Work task
Every entry must appear in the output exactly as it does here.

Available data
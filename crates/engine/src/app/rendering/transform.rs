use crate::app::{Camera2D, Vec2};

#[derive(Debug, Clone, Copy, PartialEq, Eq)]
pub struct Viewport {
    pub width: u32,
    pub height: u32,
}

pub fn world_to_screen(world: Vec2, camera: &Camera2D, viewport: Viewport) -> (i32, i32) {
    let zoom = camera.effective_zoom();
    let x = (world.x - camera.position.x) * zoom + viewport.width as f32 * 0.5;
    let y = (world.y - camera.position.y) * zoom + viewport.height as f32 * 0.5;
    (x.round() as i32, y.round() as i32)
}

pub fn world_extent_to_screen(extent: f32, camera: &Camera2D) -> i32 {
    (extent * camera.effective_zoom()).round() as i32
}

#[cfg(test)]
mod tests {
    use super::*;

    #[test]
    fn camera_position_maps_to_viewport_center() {
        let viewport = Viewport {
            width: 800,
            height: 600,
        };
        let camera = Camera2D {
            position: Vec2 { x: 100.0, y: 50.0 },
            zoom: 1.0,
        };
        assert_eq!(world_to_screen(Vec2::new(100.0, 50.0), &camera, viewport), (400, 300));
    }

    #[test]
    fn zoom_scales_offsets_from_the_camera() {
        let viewport = Viewport {
            width: 800,
            height: 600,
        };
        let camera = Camera2D {
            position: Vec2 { x: 10.0, y: -5.0 },
            zoom: 2.0,
        };
        let (x, y) = world_to_screen(Vec2 { x: 12.0, y: -4.0 }, &camera, viewport);
        assert_eq!(x, 404);
        assert_eq!(y, 302);
        assert_eq!(world_extent_to_screen(48.0, &camera), 96);
    }
}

Expected output
filename crates/engine/src/app/rendering/transform.rs
use crate::app::{Camera2D, Vec2};

#[derive(Debug, Clone, Copy, PartialEq, Eq)]
pub struct Viewport {
    pub width: u32,
    pub height: u32,
}

pub fn world_to_screen(world: Vec2, camera: &Camera2D, viewport: Viewport) -> (i32, i32) {
    let zoom = camera.effective_zoom();
    let x = (world.x - camera.position.x) * zoom + viewport.width as f32 * 0.5;
    let y = (world.y - camera.position.y) * zoom + viewport.height as f32 * 0.5;
    (x.round() as i32, y.round() as i32)
}

pub fn world_extent_to_screen(extent: f32, camera: &Camera2D) -> i32 {
    (extent * camera.effective_zoom()).round() as i32
}

#[cfg(test)]
mod tests {
    use super::*;

    #[test]
    fn camera_position_maps_to_viewport_center() {
        let viewport = Viewport {
            width: 800,
            height: 600,
        };
        let camera = Camera2D {
            position: Vec2 { x: 100.0, y: 50.0 },
            zoom: 1.0,
        };
        assert_eq!(world_to_screen(Vec2::new(100.0, 50.0), &camera, viewport), (400, 300));
    }

    #[test]
    fn zoom_scales_offsets_from_the_camera() {
        let viewport = Viewport {
            width: 800,
            height: 600,
        };
        let camera = Camera2D {
            position: Vec2 { x: 10.0, y: -5.0 },
            zoom: 2.0,
        };
        let (x, y) = world_to_screen(Vec2 { x: 12.0, y: -4.0 }, &camera, viewport);
        assert_eq!(x, 404);
        assert_eq!(y, 302);
        assert_eq!(world_extent_to_screen(48.0, &camera), 96);
    }
}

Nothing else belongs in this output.